EGFR Gene Alterations in a Norwegian Cohort of Lung Cancer Patients Selected for Surgery

Introduction: Lung cancer is the leading cause of cancer-related deaths worldwide. New therapies targeting the epidermal growth factor receptor (EGFR) tyrosine kinase are promising and show high response rates in the subset of patients with activating mutations in EGFR. The frequency of these mutations is largely unknown in unselected Caucasian patients. Methods: Mutation analysis of EGFR exons 18-21 was performed on 240 lung cancer samples using the TheraScreen EGFR mutation kit and denaturing high-performance liquid chromatography in addition to sequencing.
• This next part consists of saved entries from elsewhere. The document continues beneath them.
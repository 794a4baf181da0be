//! Saga orchestrator: sagas plus per-dependency circuit breakers.

use std::sync::Arc;

use async_trait::async_trait;
use circuit_breaker::{BreakerRegistry, CircuitBreaker, CircuitBreakerError};
use common::DependencyName;

use crate::config::OrchestratorConfig;
use crate::context::{ContextUpdate, SagaContext};
use crate::error::SagaError;
use crate::events::{EventSink, NoopEventSink};
use crate::execution::SagaExecution;
use crate::saga::{DirectGate, Saga, StepGate};
use crate::step::Step;

/// Routes each step through the breaker of the dependency it names.
struct BreakerGate<'a> {
    breakers: &'a BreakerRegistry,
}

#[async_trait]
impl StepGate for BreakerGate<'_> {
    async fn execute(
        &self,
        step: &dyn Step,
        context: &SagaContext,
    ) -> Result<ContextUpdate, SagaError> {
        let Some(dependency) = step.dependency() else {
            return DirectGate.execute(step, context).await;
        };
        let Some(breaker) = self.breakers.get(dependency) else {
            // Checked before the run starts.
            return Err(SagaError::UnknownDependency {
                step: step.name().to_string(),
                dependency: DependencyName::from(dependency),
            });
        };

        breaker
            .call(|| step.execute(context))
            .await
            .map_err(|e| match e {
                CircuitBreakerError::Open { dependency } => SagaError::CircuitOpen {
                    step: step.name().to_string(),
                    dependency,
                },
                CircuitBreakerError::Inner(source) => SagaError::StepExecution {
                    step: step.name().to_string(),
                    source,
                },
            })
    }
}

/// Runs sagas with every step's `execute` guarded by the circuit breaker of
/// the dependency it talks to.
///
/// A call rejected by an open breaker fails the step exactly like an
/// `execute` error would and triggers the same compensation cascade.
/// Compensations are not routed through breakers: a rollback is always
/// attempted. The orchestrator never retries; a step that wants retries
/// performs them inside its own `execute`.
///
/// One orchestrator is meant to be shared by all concurrent saga executions
/// of a process so that they share breaker state.
pub struct SagaOrchestrator {
    breakers: BreakerRegistry,
    events: Arc<dyn EventSink>,
}

impl SagaOrchestrator {
    /// Creates an orchestrator with one breaker per configured dependency.
    pub fn new(config: OrchestratorConfig) -> Result<Self, SagaError> {
        let mut breakers = BreakerRegistry::new();
        for (dependency, breaker_config) in config.dependencies {
            breakers
                .register(dependency.clone(), breaker_config)
                .map_err(|source| SagaError::Config { dependency, source })?;
        }
        Ok(Self::with_registry(breakers))
    }

    /// Creates an orchestrator around an existing breaker registry.
    pub fn with_registry(breakers: BreakerRegistry) -> Self {
        Self {
            breakers,
            events: Arc::new(NoopEventSink),
        }
    }

    /// Sends lifecycle events of every run to `sink`.
    pub fn with_event_sink(mut self, sink: Arc<dyn EventSink>) -> Self {
        self.events = sink;
        self
    }

    /// Returns the breaker guarding `dependency`.
    pub fn breaker(&self, dependency: &str) -> Option<Arc<CircuitBreaker>> {
        self.breakers.get(dependency)
    }

    /// Returns the breaker registry.
    pub fn breakers(&self) -> &BreakerRegistry {
        &self.breakers
    }

    /// Runs `saga` and returns the full record of the run.
    ///
    /// `Err` means nothing ran: the saga was invalid or one of its steps
    /// names a dependency without a breaker.
    pub async fn execute(
        &self,
        saga: &Saga,
        context: SagaContext,
    ) -> Result<SagaExecution, SagaError> {
        saga.validate()?;
        self.check_dependencies(saga)?;

        let gate = BreakerGate {
            breakers: &self.breakers,
        };
        Ok(saga
            .execute_with(context, &gate, self.events.as_ref())
            .await)
    }

    /// Runs `saga` and returns the final context or the triggering error.
    pub async fn run(&self, saga: &Saga, context: SagaContext) -> Result<SagaContext, SagaError> {
        self.execute(saga, context).await?.into_result()
    }

    fn check_dependencies(&self, saga: &Saga) -> Result<(), SagaError> {
        for step in saga.steps() {
            if let Some(dependency) = step.dependency()
                && !self.breakers.contains(dependency)
            {
                return Err(SagaError::UnknownDependency {
                    step: step.name().to_string(),
                    dependency: DependencyName::from(dependency),
                });
            }
        }
        Ok(())
    }
}

impl std::fmt::Debug for SagaOrchestrator {
    fn fmt(&self, f: &mut std::fmt::Formatter<'_>) -> std::fmt::Result {
        f.debug_struct("SagaOrchestrator")
            .field("breakers", &self.breakers)
            .finish_non_exhaustive()
    }
}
Results: In a cohort of 240 Norwegian lung cancer patients selected for surgery, we identified 18 tumors with EGFR-activating mutations (7.5%, 14 women and 4 men), of which 14 were adenocarcinomas, 2 squamous cell carcinomas, and 2 bronchoalveolar carcinomas. Five of the mutations were found in patients with more than 20 pack-years of smoking history. Conclusion: The frequency of EGFR mutations is lower in our cohort than among Asian lung cancer patients and present in both men and women and smokers and never-smokers. However, the frequency is significantly higher among women and never-smokers and among patients with adenocarcinomas.